IT managers' greatest impediment is that they fail to express the importance of the IT shops to the CFO, according to project management consultants.
IT has had a lot to prove in the boardroom since the well-documented blasting of the IT industry by Commonwealth Bank of Australia's managing director David Murray at the 2002 World Congress on IT in Adelaide earlier in the year, when he said IT had failed to deliver on promises.
IT must benchmark assets and projects to show quantifiable business outcomes to the CFO, businesses must conversely start to appreciate IT as a tool for profit and growth, rather than as another cost, in order to be recognised as a mature organisation, according to industry consultants and analysts.
When it comes to software management, for instance, most IT managers and CIOs have no formal plans for renovation or specific upgrading, no concept of replacement cost and no idea of the useful life of any of their software according to Paul Radford, managing director of software measurement tools supplier Charismatek Software Metrics.
Radford estimates 80 per cent of Australian IT groups are at the bottom end of IT maturity - that is they're in "chaos".
"This means no repeatable process, no knowledge of IT performance capability, and no means of applying software engineering principles," he said.

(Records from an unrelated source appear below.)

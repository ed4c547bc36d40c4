//! Edge extraction: convolution, polarity, and border crop.
//!
//! A fixed 3x3 kernel is convolved over the luminance image with
//! [`imageproc::filter::filter_clamped`]. The response magnitude is
//! clamped to `0..=255`, optionally inverted so edges render as dark
//! strokes on a light background, and finally the outermost 1-pixel
//! ring is cropped away. That ring is where the kernel overhangs the
//! image and `imageproc` substitutes clamped border pixels, so its
//! values are artifacts rather than real gradients.
//!
//! The output is always exactly two pixels narrower and two pixels
//! shorter than the input.

use std::fmt;

use image::{GrayImage, Luma};
use imageproc::definitions::Image;
use imageproc::filter::filter_clamped;
use imageproc::kernel::{self, Kernel};
use serde::{Deserialize, Serialize};

use crate::types::PipelineError;

/// 8-neighbour Laplacian: responds to any local intensity change,
/// regardless of direction.
///
/// The strength is the absolute response, so a step edge marks the
/// pixels on both sides of it. Clamping negative responses to zero
/// instead would only mark the brighter side.
const FIND_EDGES_3X3: [i32; 9] = [-1, -1, -1, -1, 8, -1, -1, -1, -1];

/// Convolution kernel used to detect edges.
#[derive(Debug, Clone, Copy, PartialEq, Eq, Default, Serialize, Deserialize)]
pub enum EdgeKernel {
    /// 8-neighbour Laplacian, `|response|` clamped to 255.
    #[default]
    FindEdges,
    /// Sobel gradient magnitude `hypot(gx, gy)` clamped to 255.
    Sobel,
}

impl fmt::Display for EdgeKernel {
    fn fmt(&self, f: &mut fmt::Formatter<'_>) -> fmt::Result {
        match self {
            Self::FindEdges => f.write_str("FindEdges"),
            Self::Sobel => f.write_str("Sobel"),
        }
    }
}

/// How filtered edge strength maps onto output luminance.
///
/// With the default dark-to-light glyph ramp, [`DarkEdges`](Self::DarkEdges)
/// draws edges with the densest glyphs on a blank background.
#[derive(Debug, Clone, Copy, PartialEq, Eq, Default, Serialize, Deserialize)]
pub enum EdgePolarity {
    /// `output = 255 - strength`: strong edges become dark.
    #[default]
    DarkEdges,
    /// `output = strength`: strong edges stay bright.
    LightEdges,
}

impl fmt::Display for EdgePolarity {
    fn fmt(&self, f: &mut fmt::Formatter<'_>) -> fmt::Result {
        match self {
            Self::DarkEdges => f.write_str("DarkEdges"),
            Self::LightEdges => f.write_str("LightEdges"),
        }
    }
}

/// Run the full edge extraction stage.
///
/// Filters `image` with `kernel`, applies `polarity`, and crops the
/// 1-pixel border. The result has dimensions `(width - 2, height - 2)`.
///
/// # Errors
///
/// Returns [`PipelineError::InvalidDimensions`] if either dimension is
/// 2 or less, since the crop would leave an empty image.
pub fn extract_edges(
    image: &GrayImage,
    kernel: EdgeKernel,
    polarity: EdgePolarity,
) -> Result<GrayImage, PipelineError> {
    let (w, h) = image.dimensions();
    if w <= 2 || h <= 2 {
        return Err(PipelineError::InvalidDimensions {
            width: w,
            height: h,
            reason: "edge extraction needs at least 3x3 pixels",
        });
    }

    let strength = edge_strength(image, kernel);
    let adjusted = match polarity {
        EdgePolarity::DarkEdges => invert(&strength),
        EdgePolarity::LightEdges => strength,
    };
    Ok(crop_border(&adjusted))
}

/// Per-pixel edge strength in `0..=255`, same dimensions as the input.
#[must_use = "returns the edge strength image"]
pub fn edge_strength(image: &GrayImage, kind: EdgeKernel) -> GrayImage {
    match kind {
        EdgeKernel::FindEdges => {
            let response: Image<Luma<i16>> =
                filter_clamped(image, Kernel::new(&FIND_EDGES_3X3, 3, 3));
            GrayImage::from_fn(image.width(), image.height(), |x, y| {
                Luma([clamp_to_u8(f32::from(response.get_pixel(x, y).0[0].unsigned_abs()))])
            })
        }
        EdgeKernel::Sobel => {
            let gx: Image<Luma<i16>> = filter_clamped(image, kernel::SOBEL_HORIZONTAL_3X3);
            let gy: Image<Luma<i16>> = filter_clamped(image, kernel::SOBEL_VERTICAL_3X3);
            GrayImage::from_fn(image.width(), image.height(), |x, y| {
                let h = f32::from(gx.get_pixel(x, y).0[0]);
                let v = f32::from(gy.get_pixel(x, y).0[0]);
                Luma([clamp_to_u8(h.hypot(v))])
            })
        }
    }
}

/// Invert luminance: `255 - value` for every pixel.
#[must_use = "returns the inverted image"]
pub fn invert(image: &GrayImage) -> GrayImage {
    GrayImage::from_fn(image.width(), image.height(), |x, y| {
        Luma([!image.get_pixel(x, y).0[0]])
    })
}

/// Drop the outermost 1-pixel ring.
///
/// Callers must ensure both dimensions exceed 2.
fn crop_border(image: &GrayImage) -> GrayImage {
    let (w, h) = image.dimensions();
    image::imageops::crop_imm(image, 1, 1, w - 2, h - 2).to_image()
}

#[allow(clippy::cast_possible_truncation, clippy::cast_sign_loss)]
fn clamp_to_u8(value: f32) -> u8 {
    value.round().clamp(0.0, 255.0) as u8
}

IT managers commonly subscribe to certain models recognised by the industry to measure the maturity of the IT shop - such as the Capability Maturity Model (CMM) proposed by the Software Engineering Institute and the Software Process Improvement Capability dEtermination model (SPICE) proposed by the International Standards Organisation.
Most Australian organisations are rated CMM Level one, according to Radford.
Janice Fitzpatrick, a business consultant with Brisbane-based IT project management consulting group Insytegroup, said it is not a question of IT proving its maturity to the boardroom, but of general business maturity.
"There's no point in the IT [shop] reaching a higher level in the CMM if the object of their being - the business - can't make rational business decisions on their IT investments," Fitzpatrick said.
Micheal D'Aprix, management consultant and founder of Zelva group consultancy, said: "[IT managers are] struggling to get on the same wavelength as the company. They are struggling to express to the CFO or the financial controller where the business deliverables really are.
"The problem a lot of CEOs have is what I call 'IT strategy by magazine', where they read something in the various business magazines and say 'that's what we want' without any rhyme or reason or business case. It just sounds good and looks exciting and that opens a whole Pandora's box of troubles," D'Aprix told Computerworld.
"You often find that budgets get eroded, projects are starved of money and IT is asked to do things where they've got no clear business objectives for it. When it doesn't deliver, IT catches it in the neck."
D'Aprix said one of the biggest causes of project failure is IT fails to communicate the WITFM (What's in it for me?) factor to boardrooms.
"If you spend money, you want to know where and when that investment will deliver a return. Most IT projects get killed because no one [in IT] ever worked that out," he said.
"The other thing we forget in IT is that IT expenditure is about 2 to 3 per cent of the total company budget; 2 per cent of the overall equation is not going to get an awful lot of time on radar."
It is only when the IT manager can show the boardroom how it's going to affect the broader part of organisation and the bottom line will IT overcome resistance from the CFO, he added.
For James Robertson, managing director at knowledge management consultancy Step Two Designs, a 'buy in' and 'user-centric' approach can curb project failure, thereby supporting the view of a mature IT organisation in the eyes of the business.
"From what I've seen, most IT projects over-run, in both time and money, because they attempted to deliver a solution in isolation of the actual users. These projects are typically not aligned with business goals or strategies, leading to further scope creep," Robertson said.
"If all the stakeholders have 'buy in' when developing IT systems, there is unlikely to be a nasty surprise at the end of the project," he said.
However, while acknowledging scope creep as a problem, Robertson questions the value of "slavishly sticking" to the original project scope if it becomes apparent that this is not what the business requires.
"What is more important: IT project success or overall business success? A successfully delivered $50 million project is worth nothing if it doesn't provide concrete business benefits, regardless of whether it was delivered on time, and on budget."
In response to the estimated billions of dollars being wasted in IT investments each year, Standards Australia is developing a new national guideline for IT governance and project management, which are expected to be released for public comment in 2003.
The body is also planning to develop guidelines for IT contract conditions, project management, and case studies on project underperformance.
Other standards to measure IT maturity include the Capability Maturity Model (CMM), developed at Carnegie Mellon University's Software Engineering Institute by Watts Humphrey. CMM is both a way of gauging how good an organisation's software development process is and an approach to making it better. It rates organisations on a scale from one to five.
Similarly, the Software Process Improvement Capability dEtermination model (SPICE) is a standard for process assessment that aims to ensure that participating organisations are at the forefront of new technology.